The main limitation of the proposed inversion is the implementation in the joint velocity and resistivity domain rather than in the domain of the measured seismic and electrical data. If a Bayesian approach to seismic and electrical inversions is applied, as in Huang et al. (2021) and Minsley (2011), then uncertainty in the posterior distribution of velocity and resistivity can be integrated in the proposed inversion using the Chapman Kolmogorov approach (Grana et al. 2021). Alternatively, the proposed approach can be extended to the seismic and electrical domain by combining the rock physics model with seismic and electrical wave propagation models. However, geophysical models based on wave propagation are more computationally demanding than the rock physics model, leading to increased computational time for stochastic inversion approaches.
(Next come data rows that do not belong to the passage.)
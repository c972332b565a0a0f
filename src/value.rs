//
// Copyright 2020 bplist Developers
//
// Licensed under the Apache License, Version 2.0, <LICENSE-APACHE or
// http://apache.org/licenses/LICENSE-2.0> or the MIT license <LICENSE-MIT or
// http://opensource.org/licenses/MIT>, at your option. This file may not be
// copied, modified, or distributed except according to those terms.
//

//! # The materialized value tree.
//!
//! `Value` is the fully-owned, cycle-free tree a `PlistReader` produces by
//! walking the raw entry table starting from the trailer's root index
//! (spec.md §4.4, §4.5). Containers recurse eagerly and are not memoized:
//! two references to the same object index become two independent,
//! structurally-equal `Value` subtrees, not one shared node. Cycle-safe,
//! reference-preserving traversal is the archive analyzer's job
//! (`crate::archive`), which walks the raw entry table directly instead.

use ordered_float::OrderedFloat;

/// A fully-materialized node of a bplist document.
///
/// Strings are kept as their raw code units (7-bit ASCII bytes, or UTF-16BE
/// code units already swapped to host order) rather than decoded to `String`,
/// so a malformed-but-parseable document round-trips through the tree without
/// a lossy decode; `crate::printer` decodes them for display.
#[derive(Clone, Debug, PartialEq, Eq, PartialOrd, Ord, Hash)]
pub enum Value {
    Null,
    Bool(bool),
    Int(i64),
    Real(OrderedFloat<f64>),
    Date(OrderedFloat<f64>),
    Data(Vec<u8>),
    AsciiString(Vec<u8>),
    UnicodeString(Vec<u16>),
    Uid(u64),
    Array(Vec<Value>),
    Set(Vec<Value>),
    Dict(Vec<(Value, Value)>),
}

impl Value {
    /// Decodes an `AsciiString` or `UnicodeString` node to an owned `String`,
    /// or `None` for any other variant.
    pub fn as_decoded_string(&self) -> Option<String> {
        match self {
            Value::AsciiString(bytes) => {
                Some(bytes.iter().map(|&byte| byte as char).collect())
            }
            Value::UnicodeString(units) => String::from_utf16(units).ok(),
            _ => None,
        }
    }

    /// Returns `true` if this value is a string node decoding to exactly
    /// `key`.
    pub fn is_string_key(&self, key: &str) -> bool {
        self.as_decoded_string().as_deref() == Some(key)
    }
}

/// Looks up a value in a `Value::Dict`'s ordered pairs by a plain string key,
/// comparing against both ASCII and Unicode string entries (spec.md §4.5).
/// Returns the first matching entry's value, preserving the dictionary's
/// encounter order on ties.
pub fn value_for_string_key<'a>(dict: &'a [(Value, Value)], key: &str) -> Option<&'a Value> {
    dict.iter()
        .find(|(candidate_key, _)| candidate_key.is_string_key(key))
        .map(|(_, value)| value)
}

#[cfg(test)]
mod tests {
    use super::*;

    #[test]
    fn test_as_decoded_string_ascii() {
        let value = Value::AsciiString(b"top".to_vec());
        assert_eq!(value.as_decoded_string().as_deref(), Some("top"));
    }

    #[test]
    fn test_as_decoded_string_unicode() {
        let value = Value::UnicodeString(vec![0x0048, 0x0069]);
        assert_eq!(value.as_decoded_string().as_deref(), Some("Hi"));
    }

    #[test]
    fn test_value_for_string_key_matches_mixed_encodings() {
        let dict = vec![
            (Value::AsciiString(b"$archiver".to_vec()), Value::Int(1)),
            (Value::UnicodeString(vec![0x0024, 0x0074, 0x006F, 0x0070]), Value::Int(2)),
        ];
        assert_eq!(value_for_string_key(&dict, "$archiver"), Some(&Value::Int(1)));
        assert_eq!(value_for_string_key(&dict, "$top"), Some(&Value::Int(2)));
        assert_eq!(value_for_string_key(&dict, "$missing"), None);
    }
}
A possible solution is to apply dimensionality reduction to perform the inversion in lower-dimensional spaces (Liu and Grana 2020). Rock physics and spatial correlation parameters are assumed to be constant, but they could also be assumed spatially variable or unknown and be stochastically simulated in the geostatistical algorithms. The main challenge in rock physics inverse modeling in the critical zone is the limited number of direct measurements for the validation, in the absence of borehole data. A potential research direction is combining geophysical and hydrological models to predict the spatial distribution of the subsurface water that flows and is stored in mountain watersheds. Additionally, model validation would benefit from laboratory measurements of petrophysical, elastic, and electrical properties on core samples, to improve the accuracy of the rock physics model calibration and reduce the uncertainty in the posterior distribution.

5 Conclusions

An innovative stochastic methodology is presented for predicting petrophysical properties such as porosity and fluid saturation from geophysical data that are commonly estimated from seismic and electrical data. The proposed approach is based on the following steps: geostatistical sampling of prior models of petrophysical properties, application of a rock physics model to compute the geophysical response, and updating of the prior models according to the likelihood of the available data. The result is a set of updated realizations that honor the prior model and match the available data. The inverted petrophysical models represent more realistic images of the critical zone compared with traditional inversion methods where the predictions regress towards the mean. The proposed approach integrates stochastic sampling with rock physics and spatial correlation models and generates spatially correlated realizations of petrophysical properties conditioned on geophysical data. The spatial correlation model is included in the prior model of the petrophysical properties. In the examples presented herein, the proposed method is applied to evaluate the water-holding capacity of weathering zones in mountain watersheds. Such methods can be extended to other near-surface geophysics applications, if adequate geophysical data and rock physics models are available and can be directly integrated with hydrological models. The results of the rock physics inversion workflow can then be used to improve the understanding of subsurface weathering and how it relates to ecosystem and hydrological processes, thus contributing to advances in the critical zone.